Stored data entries

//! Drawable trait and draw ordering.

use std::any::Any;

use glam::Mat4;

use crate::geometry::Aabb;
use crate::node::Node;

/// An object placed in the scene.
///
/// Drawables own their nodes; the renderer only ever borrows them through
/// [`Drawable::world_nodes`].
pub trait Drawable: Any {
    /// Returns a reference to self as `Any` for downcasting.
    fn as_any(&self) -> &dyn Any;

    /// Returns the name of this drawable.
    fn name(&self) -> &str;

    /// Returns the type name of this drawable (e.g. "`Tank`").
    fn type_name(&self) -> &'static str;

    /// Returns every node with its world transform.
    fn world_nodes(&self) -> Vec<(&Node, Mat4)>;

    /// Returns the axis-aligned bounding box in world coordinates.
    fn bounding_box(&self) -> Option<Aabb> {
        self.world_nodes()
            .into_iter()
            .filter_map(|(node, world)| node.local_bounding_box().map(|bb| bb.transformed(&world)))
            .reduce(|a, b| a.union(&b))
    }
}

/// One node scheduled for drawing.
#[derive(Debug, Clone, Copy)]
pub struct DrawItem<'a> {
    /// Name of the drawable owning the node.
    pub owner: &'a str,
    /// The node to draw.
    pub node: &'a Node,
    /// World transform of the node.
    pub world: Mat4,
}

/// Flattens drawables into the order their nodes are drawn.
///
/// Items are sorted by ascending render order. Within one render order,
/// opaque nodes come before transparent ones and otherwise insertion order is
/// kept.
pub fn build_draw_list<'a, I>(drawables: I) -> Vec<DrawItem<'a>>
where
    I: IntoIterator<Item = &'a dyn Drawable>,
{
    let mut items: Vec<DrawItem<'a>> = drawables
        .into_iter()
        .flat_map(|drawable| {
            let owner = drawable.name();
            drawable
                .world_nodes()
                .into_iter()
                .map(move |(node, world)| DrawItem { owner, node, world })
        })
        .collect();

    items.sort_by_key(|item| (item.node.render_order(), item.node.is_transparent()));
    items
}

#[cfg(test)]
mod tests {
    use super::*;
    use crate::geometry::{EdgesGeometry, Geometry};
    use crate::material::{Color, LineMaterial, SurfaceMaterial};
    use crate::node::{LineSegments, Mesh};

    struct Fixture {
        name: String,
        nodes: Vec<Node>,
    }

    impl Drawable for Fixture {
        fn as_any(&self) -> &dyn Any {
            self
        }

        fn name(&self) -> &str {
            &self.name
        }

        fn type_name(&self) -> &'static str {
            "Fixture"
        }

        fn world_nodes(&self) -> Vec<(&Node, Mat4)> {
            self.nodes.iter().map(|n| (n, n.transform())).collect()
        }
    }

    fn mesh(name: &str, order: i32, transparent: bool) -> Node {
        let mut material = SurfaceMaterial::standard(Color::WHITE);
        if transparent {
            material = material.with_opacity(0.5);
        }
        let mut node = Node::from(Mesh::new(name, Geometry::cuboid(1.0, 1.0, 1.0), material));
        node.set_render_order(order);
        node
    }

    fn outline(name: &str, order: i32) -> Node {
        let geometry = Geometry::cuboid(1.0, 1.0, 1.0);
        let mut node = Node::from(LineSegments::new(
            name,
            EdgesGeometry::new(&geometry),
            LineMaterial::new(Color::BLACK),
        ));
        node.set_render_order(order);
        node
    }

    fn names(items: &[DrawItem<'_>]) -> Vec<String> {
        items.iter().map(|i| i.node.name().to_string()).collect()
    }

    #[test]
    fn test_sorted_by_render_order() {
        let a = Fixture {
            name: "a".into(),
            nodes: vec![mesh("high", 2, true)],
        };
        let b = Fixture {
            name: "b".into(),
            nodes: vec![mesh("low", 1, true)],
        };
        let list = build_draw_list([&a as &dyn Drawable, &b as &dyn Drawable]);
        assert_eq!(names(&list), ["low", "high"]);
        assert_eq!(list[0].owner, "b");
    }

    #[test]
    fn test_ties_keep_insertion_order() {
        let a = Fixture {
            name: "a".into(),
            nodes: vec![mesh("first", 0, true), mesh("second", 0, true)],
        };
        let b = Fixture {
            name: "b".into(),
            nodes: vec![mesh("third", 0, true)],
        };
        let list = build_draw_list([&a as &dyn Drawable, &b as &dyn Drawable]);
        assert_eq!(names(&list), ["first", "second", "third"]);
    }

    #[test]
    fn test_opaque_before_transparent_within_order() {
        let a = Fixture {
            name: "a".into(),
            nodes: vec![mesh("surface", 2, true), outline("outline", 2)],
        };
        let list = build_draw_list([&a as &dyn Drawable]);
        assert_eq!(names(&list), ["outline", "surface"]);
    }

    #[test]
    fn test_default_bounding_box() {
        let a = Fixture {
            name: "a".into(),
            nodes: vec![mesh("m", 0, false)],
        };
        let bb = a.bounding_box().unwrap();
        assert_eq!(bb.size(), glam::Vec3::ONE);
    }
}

WHAT TO PRODUCE:
Could you output the records in full, exactly as written?

THE ANSWER:
//! Drawable trait and draw ordering.

use std::any::Any;

use glam::Mat4;

use crate::geometry::Aabb;
use crate::node::Node;

/// An object placed in the scene.
///
/// Drawables own their nodes; the renderer only ever borrows them through
/// [`Drawable::world_nodes`].
pub trait Drawable: Any {
    /// Returns a reference to self as `Any` for downcasting.
    fn as_any(&self) -> &dyn Any;

    /// Returns the name of this drawable.
    fn name(&self) -> &str;

    /// Returns the type name of this drawable (e.g. "`Tank`").
    fn type_name(&self) -> &'static str;

    /// Returns every node with its world transform.
    fn world_nodes(&self) -> Vec<(&Node, Mat4)>;

    /// Returns the axis-aligned bounding box in world coordinates.
    fn bounding_box(&self) -> Option<Aabb> {
        self.world_nodes()
            .into_iter()
            .filter_map(|(node, world)| node.local_bounding_box().map(|bb| bb.transformed(&world)))
            .reduce(|a, b| a.union(&b))
    }
}

/// One node scheduled for drawing.
#[derive(Debug, Clone, Copy)]
pub struct DrawItem<'a> {
    /// Name of the drawable owning the node.
    pub owner: &'a str,
    /// The node to draw.
    pub node: &'a Node,
    /// World transform of the node.
    pub world: Mat4,
}

/// Flattens drawables into the order their nodes are drawn.
///
/// Items are sorted by ascending render order. Within one render order,
/// opaque nodes come before transparent ones and otherwise insertion order is
/// kept.
pub fn build_draw_list<'a, I>(drawables: I) -> Vec<DrawItem<'a>>
where
    I: IntoIterator<Item = &'a dyn Drawable>,
{
    let mut items: Vec<DrawItem<'a>> = drawables
        .into_iter()
        .flat_map(|drawable| {
            let owner = drawable.name();
            drawable
                .world_nodes()
                .into_iter()
                .map(move |(node, world)| DrawItem { owner, node, world })
        })
        .collect();

    items.sort_by_key(|item| (item.node.render_order(), item.node.is_transparent()));
    items
}

#[cfg(test)]
mod tests {
    use super::*;
    use crate::geometry::{EdgesGeometry, Geometry};
    use crate::material::{Color, LineMaterial, SurfaceMaterial};
    use crate::node::{LineSegments, Mesh};

    struct Fixture {
        name: String,
        nodes: Vec<Node>,
    }

    impl Drawable for Fixture {
        fn as_any(&self) -> &dyn Any {
            self
        }

        fn name(&self) -> &str {
            &self.name
        }

        fn type_name(&self) -> &'static str {
            "Fixture"
        }

        fn world_nodes(&self) -> Vec<(&Node, Mat4)> {
            self.nodes.iter().map(|n| (n, n.transform())).collect()
        }
    }

    fn mesh(name: &str, order: i32, transparent: bool) -> Node {
        let mut material = SurfaceMaterial::standard(Color::WHITE);
        if transparent {
            material = material.with_opacity(0.5);
        }
        let mut node = Node::from(Mesh::new(name, Geometry::cuboid(1.0, 1.0, 1.0), material));
        node.set_render_order(order);
        node
    }

    fn outline(name: &str, order: i32) -> Node {
        let geometry = Geometry::cuboid(1.0, 1.0, 1.0);
        let mut node = Node::from(LineSegments::new(
            name,
            EdgesGeometry::new(&geometry),
            LineMaterial::new(Color::BLACK),
        ));
        node.set_render_order(order);
        node
    }

    fn names(items: &[DrawItem<'_>]) -> Vec<String> {
        items.iter().map(|i| i.node.name().to_string()).collect()
    }

    #[test]
    fn test_sorted_by_render_order() {
        let a = Fixture {
            name: "a".into(),
            nodes: vec![mesh("high", 2, true)],
        };
        let b = Fixture {
            name: "b".into(),
            nodes: vec![mesh("low", 1, true)],
        };
        let list = build_draw_list([&a as &dyn Drawable, &b as &dyn Drawable]);
        assert_eq!(names(&list), ["low", "high"]);
        assert_eq!(list[0].owner, "b");
    }

    #[test]
    fn test_ties_keep_insertion_order() {
        let a = Fixture {
            name: "a".into(),
            nodes: vec![mesh("first", 0, true), mesh("second", 0, true)],
        };
        let b = Fixture {
            name: "b".into(),
            nodes: vec![mesh("third", 0, true)],
        };
        let list = build_draw_list([&a as &dyn Drawable, &b as &dyn Drawable]);
        assert_eq!(names(&list), ["first", "second", "third"]);
    }

    #[test]
    fn test_opaque_before_transparent_within_order() {
        let a = Fixture {
            name: "a".into(),
            nodes: vec![mesh("surface", 2, true), outline("outline", 2)],
        };
        let list = build_draw_list([&a as &dyn Drawable]);
        assert_eq!(names(&list), ["outline", "surface"]);
    }

    #[test]
    fn test_default_bounding_box() {
        let a = Fixture {
            name: "a".into(),
            nodes: vec![mesh("m", 0, false)],
        };
        let bb = a.bounding_box().unwrap();
        assert_eq!(bb.size(), glam::Vec3::ONE);
    }
}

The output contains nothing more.